* _Task requirements_
Among the entries below, find all lines that include "RuntimeError" and copy them.

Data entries
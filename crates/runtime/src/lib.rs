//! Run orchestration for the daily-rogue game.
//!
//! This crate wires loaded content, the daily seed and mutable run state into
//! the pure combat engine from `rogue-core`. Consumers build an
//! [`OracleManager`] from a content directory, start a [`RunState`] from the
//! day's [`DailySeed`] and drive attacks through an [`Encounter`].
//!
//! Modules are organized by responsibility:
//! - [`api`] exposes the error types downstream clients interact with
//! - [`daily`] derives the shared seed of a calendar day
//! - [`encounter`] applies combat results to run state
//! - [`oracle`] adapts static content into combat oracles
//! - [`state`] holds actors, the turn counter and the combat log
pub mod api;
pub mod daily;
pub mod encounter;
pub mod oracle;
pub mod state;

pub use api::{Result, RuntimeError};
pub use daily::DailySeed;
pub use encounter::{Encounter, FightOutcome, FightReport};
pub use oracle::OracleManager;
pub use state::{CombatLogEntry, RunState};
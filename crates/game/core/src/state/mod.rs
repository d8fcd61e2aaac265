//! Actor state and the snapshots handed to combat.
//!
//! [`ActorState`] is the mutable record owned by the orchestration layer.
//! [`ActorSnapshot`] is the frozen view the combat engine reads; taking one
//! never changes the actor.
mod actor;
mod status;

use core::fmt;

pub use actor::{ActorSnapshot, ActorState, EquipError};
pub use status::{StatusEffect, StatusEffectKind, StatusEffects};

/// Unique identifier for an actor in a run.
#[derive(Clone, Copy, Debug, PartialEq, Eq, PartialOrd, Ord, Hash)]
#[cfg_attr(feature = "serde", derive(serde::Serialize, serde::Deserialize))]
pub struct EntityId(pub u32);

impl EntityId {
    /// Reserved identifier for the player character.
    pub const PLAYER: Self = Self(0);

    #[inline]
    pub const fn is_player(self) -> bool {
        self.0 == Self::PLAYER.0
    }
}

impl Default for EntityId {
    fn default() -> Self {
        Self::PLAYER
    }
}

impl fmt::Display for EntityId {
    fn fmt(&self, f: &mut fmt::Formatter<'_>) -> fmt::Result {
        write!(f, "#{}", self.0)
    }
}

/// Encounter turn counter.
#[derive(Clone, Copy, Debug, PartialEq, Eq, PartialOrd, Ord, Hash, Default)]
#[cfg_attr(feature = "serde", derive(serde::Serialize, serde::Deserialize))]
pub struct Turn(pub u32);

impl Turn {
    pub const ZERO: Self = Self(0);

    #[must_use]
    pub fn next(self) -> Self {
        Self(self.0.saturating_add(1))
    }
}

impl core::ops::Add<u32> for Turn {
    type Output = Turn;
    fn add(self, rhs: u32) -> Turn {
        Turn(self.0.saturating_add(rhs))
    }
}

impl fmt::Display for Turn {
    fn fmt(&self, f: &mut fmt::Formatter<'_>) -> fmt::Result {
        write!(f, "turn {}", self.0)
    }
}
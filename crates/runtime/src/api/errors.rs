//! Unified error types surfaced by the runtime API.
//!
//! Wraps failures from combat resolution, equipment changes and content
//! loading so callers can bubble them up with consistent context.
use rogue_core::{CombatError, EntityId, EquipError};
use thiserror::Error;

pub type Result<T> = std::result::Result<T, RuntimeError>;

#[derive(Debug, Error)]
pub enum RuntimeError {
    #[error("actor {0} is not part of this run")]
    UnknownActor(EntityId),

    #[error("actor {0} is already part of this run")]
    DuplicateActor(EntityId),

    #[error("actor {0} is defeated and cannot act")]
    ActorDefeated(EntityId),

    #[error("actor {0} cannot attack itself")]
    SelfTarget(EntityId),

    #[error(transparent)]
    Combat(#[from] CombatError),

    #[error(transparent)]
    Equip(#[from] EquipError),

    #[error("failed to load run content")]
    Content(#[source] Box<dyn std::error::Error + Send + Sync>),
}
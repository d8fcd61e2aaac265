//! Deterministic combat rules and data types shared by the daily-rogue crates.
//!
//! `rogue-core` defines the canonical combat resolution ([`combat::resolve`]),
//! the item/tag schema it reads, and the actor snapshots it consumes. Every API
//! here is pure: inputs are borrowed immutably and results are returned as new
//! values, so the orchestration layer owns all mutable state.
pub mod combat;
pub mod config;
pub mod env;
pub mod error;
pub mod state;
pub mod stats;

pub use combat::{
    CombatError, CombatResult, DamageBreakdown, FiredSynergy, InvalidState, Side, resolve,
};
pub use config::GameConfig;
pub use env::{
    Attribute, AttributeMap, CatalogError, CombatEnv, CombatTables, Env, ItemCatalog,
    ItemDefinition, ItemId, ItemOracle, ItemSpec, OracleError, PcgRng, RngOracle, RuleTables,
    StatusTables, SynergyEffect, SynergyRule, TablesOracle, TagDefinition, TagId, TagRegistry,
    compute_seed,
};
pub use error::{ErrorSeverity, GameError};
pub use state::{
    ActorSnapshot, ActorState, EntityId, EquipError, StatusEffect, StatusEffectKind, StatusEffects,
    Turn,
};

* _Result_
pub use api::{Result, RuntimeError};
pub type Result<T> = std::result::Result<T, RuntimeError>;
pub enum RuntimeError {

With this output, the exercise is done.